Kathy Gibson reports from Gitex – Artificial intelligence (AI) is the big buzzword of the day – but it will only be successful when and if organisations use it get value from their data.

There is a tremendous amount of noise about AI at the moment, but Joe Reis, founder and CEO of Ternary Data, thinks the companies making the least noise are often the ones already gaining value from AI.

“The underlying use cases for generative AI (GenAI) are there,” he tells delegates to the AI Anywhere conference at Gitex Global 2023. “But if you are still having a lot of steering committee meeting about your AI initiatives, you are probably not very far along.”

Polls show that about 40% of CEOs are talking about AI today – but this time last year they were talking about Web 3.0, Reis comments.

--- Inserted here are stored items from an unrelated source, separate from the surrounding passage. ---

pub mod compatibility;
pub mod design;
pub mod environment;
pub mod file_formats;
pub mod material;
pub mod particle;
pub mod results;
pub mod sample;
pub mod template;
use std::{
    cell::RefCell,
    fs::File,
    io::{BufRead, BufReader, Lines},
    path::{Path, PathBuf},
};

use log::{debug, warn};

use crate::{
    BatchError,
    config::FlatFileReaderProperties,
    core::item::{ItemReader, ItemReaderResult},
};

use super::{
    field_set::FieldSet,
    line_mapper::{DefaultLineMapper, FieldSetMapper, LineMapper, PassThroughFieldSetMapper},
    separator::RecordSeparatorPolicy,
    tokenizer::{DelimitedLineTokenizer, FixedLengthTokenizer, LineTokenizer, Range},
};

/// Observer invoked with every line the reader passes over without mapping:
/// skipped header lines and comment lines.
pub trait LineCallbackHandler {
    fn handle_line(&self, line: &str);
}

struct OpenState {
    lines: Lines<BufReader<File>>,
    /// 1-based number of the last physical line read
    line_number: usize,
    /// Logical records emitted so far, including any resumed offset
    item_count: usize,
}

enum ReaderState {
    Unopened,
    Open(OpenState),
    /// Exhausted, failed or bounded out; the file handle is released.
    Done,
}

/// A restartable reader for line-oriented files.
///
/// Produces a lazy, forward-only sequence of items: physical lines are
/// skipped (`lines_to_skip`), optionally accumulated into multi-line records
/// by a [`RecordSeparatorPolicy`], filtered against comment prefixes and
/// finally decoded by a [`LineMapper`]. The file handle is opened lazily at
/// the first read and released on every exit path: exhaustion, a reached
/// `max_item_count` bound, or a propagated error.
pub struct FlatFileItemReader<'a, T> {
    name: String,
    resource: PathBuf,
    strict: bool,
    comments: Vec<String>,
    lines_to_skip: usize,
    max_item_count: Option<usize>,
    current_item_count: usize,
    line_mapper: Box<dyn LineMapper<T> + 'a>,
    record_separator_policy: Option<Box<dyn RecordSeparatorPolicy + 'a>>,
    line_callback: Option<&'a dyn LineCallbackHandler>,
    state: RefCell<ReaderState>,
}
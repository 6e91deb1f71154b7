use std::{
    collections::HashMap,
    sync::{
        Mutex, MutexGuard, PoisonError,
        atomic::{AtomicI64, Ordering},
    },
};

use chrono::Utc;
use log::debug;

use crate::BatchError;

use super::TaskExecution;

/// Storage contract for task executions.
///
/// A repository creates executions in the running state, completes them
/// exactly once and answers point lookups. Implementations must be safe for
/// concurrent callers.
pub trait TaskRepository: Send + Sync {
    /// Records the start of a task and returns the created execution.
    fn create_task_execution(
        &self,
        arguments: &[String],
    ) -> Result<TaskExecution, BatchError>;

    /// Records the completion of a running task.
    ///
    /// # Errors
    ///
    /// Returns `BatchError::IllegalState` when the execution does not exist
    /// or has already completed.
    fn complete_task_execution(
        &self,
        execution_id: i64,
        exit_code: i32,
        exit_message: Option<&str>,
    ) -> Result<TaskExecution, BatchError>;

    /// Returns a snapshot of the execution with the given id, if any.
    fn find_task_execution(
        &self,
        execution_id: i64,
    ) -> Result<Option<TaskExecution>, BatchError>;

    /// Returns snapshots of all executions that have not completed.
    fn find_running_executions(&self) -> Result<Vec<TaskExecution>, BatchError>;
}

/// In-memory repository backed by a process-lifetime map.
///
/// Intended for tests and deployments without a datastore. Creates and
/// completions are serialized behind a mutex, so concurrent callers always
/// observe consistent snapshots and read their own writes.
pub struct MapTaskRepository {
    executions: Mutex<HashMap<i64, TaskExecution>>,
    next_execution_id: AtomicI64,
}

impl MapTaskRepository {
    pub fn new() -> Self {
        Self {
            executions: Mutex::new(HashMap::new()),
            next_execution_id: AtomicI64::new(1),
        }
    }

    fn lock(&self) -> MutexGuard<'_, HashMap<i64, TaskExecution>> {
        self.executions
            .lock()
            .unwrap_or_else(PoisonError::into_inner)
    }
}

impl Default for MapTaskRepository {
    fn default() -> Self {
        Self::new()
    }
}

impl TaskRepository for MapTaskRepository {
    fn create_task_execution(
        &self,
        arguments: &[String],
    ) -> Result<TaskExecution, BatchError> {
        let execution_id = self.next_execution_id.fetch_add(1, Ordering::SeqCst);

        let execution = TaskExecution {
            execution_id,
            parent_execution_id: None,
            external_execution_id: None,
            start_time: Utc::now(),
            end_time: None,
            exit_code: None,
            exit_message: None,
            arguments: arguments.to_vec(),
        };

        debug!("Created task execution {}", execution_id);

        self.lock().insert(execution_id, execution.clone());
        Ok(execution)
    }

    fn complete_task_execution(
        &self,
        execution_id: i64,
        exit_code: i32,
        exit_message: Option<&str>,
    ) -> Result<TaskExecution, BatchError> {
        let mut executions = self.lock();

        let execution = executions.get_mut(&execution_id).ok_or_else(|| {
            BatchError::IllegalState(format!(
                "Task execution {execution_id} does not exist"
            ))
        })?;

        if execution.end_time.is_some() {
            return Err(BatchError::IllegalState(format!(
                "Task execution {execution_id} has already completed"
            )));
        }

        execution.end_time = Some(Utc::now());
        execution.exit_code = Some(exit_code);
        execution.exit_message = exit_message.map(str::to_string);

        debug!(
            "Completed task execution {} with exit code {}",
            execution_id, exit_code
        );

        Ok(execution.clone())
    }

    fn find_task_execution(
        &self,
        execution_id: i64,
    ) -> Result<Option<TaskExecution>, BatchError> {
        Ok(self.lock().get(&execution_id).cloned())
    }

    fn find_running_executions(&self) -> Result<Vec<TaskExecution>, BatchError> {
        Ok(self
            .lock()
            .values()
            .filter(|execution| execution.is_running())
            .cloned()
            .collect())
    }
}

#[cfg(test)]
mod tests {
    use std::sync::Arc;

    use super::*;

    #[test]
    fn execution_lifecycle_is_create_then_complete_once() {
        let repository = MapTaskRepository::new();

        let created = repository
            .create_task_execution(&["--input=data.csv".to_string()])
            .unwrap();
        assert!(created.is_running());
        assert!(created.end_time.is_none());

        let found = repository
            .find_task_execution(created.execution_id)
            .unwrap()
            .expect("execution should be findable");
        assert_eq!(found, created);

        let completed = repository
            .complete_task_execution(created.execution_id, 0, Some("COMPLETED"))
            .unwrap();
        assert!(completed.end_time.is_some());
        assert_eq!(completed.exit_code, Some(0));
        assert_eq!(completed.exit_message.as_deref(), Some("COMPLETED"));

        // A completed execution is terminal.
        let second = repository.complete_task_execution(created.execution_id, 0, None);
        assert!(matches!(second, Err(BatchError::IllegalState(_))));
    }

    #[test]
    fn completing_an_unknown_execution_fails() {
        let repository = MapTaskRepository::new();
        let result = repository.complete_task_execution(42, 0, None);
        assert!(matches!(result, Err(BatchError::IllegalState(_))));
    }

    #[test]
    fn find_running_reports_only_open_executions() {
        let repository = MapTaskRepository::new();

        let first = repository.create_task_execution(&[]).unwrap();
        let second = repository.create_task_execution(&[]).unwrap();
        assert_eq!(repository.find_running_executions().unwrap().len(), 2);

        repository
            .complete_task_execution(first.execution_id, 0, None)
            .unwrap();

        let running = repository.find_running_executions().unwrap();
        assert_eq!(running.len(), 1);
        assert_eq!(running[0].execution_id, second.execution_id);
    }

    #[test]
    fn concurrent_creates_get_distinct_ids() {
        let repository = Arc::new(MapTaskRepository::new());

        let handles: Vec<_> = (0..8)
            .map(|_| {
                let repository = Arc::clone(&repository);
                std::thread::spawn(move || {
                    repository.create_task_execution(&[]).unwrap().execution_id
                })
            })
            .collect();

        let mut ids: Vec<i64> = handles
            .into_iter()
            .map(|handle| handle.join().unwrap())
            .collect();
        ids.sort_unstable();
        ids.dedup();
        assert_eq!(ids.len(), 8);
    }
}
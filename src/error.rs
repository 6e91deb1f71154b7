use thiserror::Error;

/// Errors produced by batch components.
///
/// Configuration problems are reported before any I/O happens; the remaining
/// variants surface while a job is running and abort the current step.
#[derive(Error, Debug)]
pub enum BatchError {
    /// Invalid or missing configuration, detected at construction time.
    #[error("{0}")]
    Configuration(String),

    /// The input resource does not exist and the reader is strict.
    #[error("Resource not found: {0}")]
    ResourceNotFound(String),

    /// Decoded field count does not match the configured field names.
    #[error("Format error: {0}")]
    Format(String),

    /// A line could not be decoded into a record.
    #[error("Parsing error at line {line} of {resource}: {message}")]
    Parse {
        resource: String,
        line: usize,
        message: String,
    },

    /// An operation was attempted on an object in a terminal state.
    #[error("Illegal state: {0}")]
    IllegalState(String),

    /// Error raised by an item reader.
    #[error("ItemReader error: {0}")]
    ItemReader(String),

    /// Error raised by an item writer.
    #[error("ItemWriter error: {0}")]
    ItemWriter(String),

    /// A step failed during execution.
    #[error("Step failed: {0}")]
    Step(String),

    /// Error raised by a task repository backend.
    #[error("TaskRepository error: {0}")]
    TaskRepository(String),

    #[error(transparent)]
    Io(#[from] std::io::Error),
}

“We see that the GenAI space is still very immature. And those companies that are adopting it for the wrong reasons will face some real challenges.”

But, where organisations can find positive use cases, they will turn AI initiatives into real value, Reis adds.

The market has really bought into the GenAI hype, he says. “There is a belief that AI will do everything. But you can’t have a solution looking for a problem – you need a problem looking for a solution.

“So we are seeing companies demanding GenAI use cases where they don’t even have classic machine learning (ML) deployed yet.”

Yes, there are some use cases that can easily be addressed with GenAI. These include mostly instances where video, image or text content is used. But other use cases, such as tabular data or open ended models are still hard to solve with AI.

At the end of the day, he stresses, the value of any AI or ML solution comes down to the quality of the data.

“Data has got to be seen as the competitive advantage,” Reis says. “But just having more data is not a prerequisite. It’s the utilisation that is more important; the ability to combine domain expertise with data to solve problems.”

Harking back to the era of data lakes that quickly turned into data swamps, he says organisations need to remember the lessons learned there, and focus on data management.